By Chirag Nangia
I’m an ayurvedic practitioner and replenish c-4. Can I present revenue from NFO mutual fund and listed shares in ITR-4 beneath Section 44 or I ought to fill ITR-3?
—Vishwanath Gaur
ITR-4 could be filed by people with revenue as much as Rs 50 lakh from enterprise or occupation and have opted for presumptive taxation scheme. As a medical practitioner, you could provide the revenue to tax beneath Section 44ADA, i.e., presumptive foundation whereby taxable revenue is deemed to be 50% of gross receipts, with no requirement to take care of books of accounts. No extra deductions in respect of any bills will probably be allowed.
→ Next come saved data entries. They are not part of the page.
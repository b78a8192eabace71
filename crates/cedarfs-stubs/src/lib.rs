//! Test doubles for the chunk manager's collaborators.
//!
//! [`RecordingRegistry`] stands in for the chunkserver registry: it answers
//! the query methods from a scripted server table and records every command
//! the manager dispatches. [`RecordingNamespace`] collects the status and
//! version-increment callbacks owed to the namespace layer. Both are plain
//! recording doubles; the manager is single-threaded, so no synchronisation
//! is needed.

pub mod namespace_stub;
pub mod registry_stub;

pub use namespace_stub::RecordingNamespace;
pub use registry_stub::{RecordingRegistry, RegistryCommand, StubServer};
use std::fmt;

use serde::{Deserialize, Serialize};

pub const MIN_ORDINARY_GOAL: u8 = 1;
pub const MAX_ORDINARY_GOAL: u8 = 10;
pub const MIN_XOR_LEVEL: u8 = 2;
pub const MAX_XOR_LEVEL: u8 = 10;

/// XOR level `n` is encoded as `XOR_GOAL_BASE + n`.
const XOR_GOAL_BASE: u8 = 10;

/// The highest encoded goal value; sizing constant for per-goal tables.
pub const MAX_GOAL_VALUE: u8 = XOR_GOAL_BASE + MAX_XOR_LEVEL;

/// A chunk's redundancy goal.
///
/// The raw byte is `0` for an unreferenced chunk, `1..=10` for an ordinary
/// replica count, and `10 + level` for an XOR scheme of the given level.
#[derive(Clone, Copy, PartialEq, Eq, Hash, PartialOrd, Ord, Default, Serialize, Deserialize)]
#[serde(transparent)]
#[repr(transparent)]
pub struct Goal(pub u8);

impl Goal {
    /// The goal of a chunk with no file references.
    pub const NONE: Goal = Goal(0);

    /// An ordinary goal of `copies` whole replicas. Panics outside `1..=10`.
    pub fn ordinary(copies: u8) -> Goal {
        assert!(
            (MIN_ORDINARY_GOAL..=MAX_ORDINARY_GOAL).contains(&copies),
            "ordinary goal {} out of range",
            copies
        );
        Goal(copies)
    }

    /// An XOR goal of the given level. Panics outside `2..=10`.
    pub fn xor(level: u8) -> Goal {
        assert!(
            (MIN_XOR_LEVEL..=MAX_XOR_LEVEL).contains(&level),
            "xor level {} out of range",
            level
        );
        Goal(XOR_GOAL_BASE + level)
    }

    pub fn as_u8(self) -> u8 {
        self.0
    }

    pub fn is_none(self) -> bool {
        self.0 == 0
    }

    pub fn is_ordinary(self) -> bool {
        (MIN_ORDINARY_GOAL..=MAX_ORDINARY_GOAL).contains(&self.0)
    }

    pub fn is_xor(self) -> bool {
        self.0 > XOR_GOAL_BASE && self.0 <= MAX_GOAL_VALUE
    }

    /// The XOR level, if this is an XOR goal.
    pub fn xor_level(self) -> Option<u8> {
        if self.is_xor() {
            Some(self.0 - XOR_GOAL_BASE)
        } else {
            None
        }
    }
}

impl fmt::Debug for Goal {
    fn fmt(&self, f: &mut fmt::Formatter<'_>) -> fmt::Result {
        match self.xor_level() {
            Some(level) => write!(f, "Goal(xor{})", level),
            None => write!(f, "Goal({})", self.0),
        }
    }
}

impl fmt::Display for Goal {
    fn fmt(&self, f: &mut fmt::Formatter<'_>) -> fmt::Result {
        match self.xor_level() {
            Some(level) => write!(f, "xor{}", level),
            None => write!(f, "{}", self.0),
        }
    }
}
Further, revenue from NFO mutual funds and listed shares shall be capital beneficial properties and it may be disclosed in ITR-4. Individuals deriving revenue beneath the heads ‘Salaries, Business/ Profession and other sources’ are required to file ITR-3.
An assessee had acquired the tenancy rights through an affidavit executed in her favour by her grandmother, previous to her demise. No cash was invested in buying the rights. The assessee transferred her rights to a 3rd celebration for Rs 20 lakh however didn’t put money into any tax-savings bond. What is the tax implication?
—Ananth Narayan
Tenancy rights are capital property and give up of tenancy rights quantities to switch. The price of acquisition can be both the price of buy value or in different circumstances, it could be taken as Nil, excluding acquired by succession or inheritance. Consequently, revenue arising from this switch is long-term capital beneficial properties (LTCG) as tenancy rights had been acquired greater than three years previous to date of switch, and taxed at 20% past fundamental exemption i.e., Rs 5 lakh in your case, being a resident senior citizen.
Further, since tenancy proper in a residential home shouldn’t be similar as a residential home, she will’t avail exemption beneath Section 54 by investing the listed capital beneficial properties however must make investments the web consideration to avail exemption beneath Section 54F. Since tenancy proper is neither land nor a constructing, she will’t avail the tax exemption by investing in capital beneficial properties bonds beneath Section 54EC.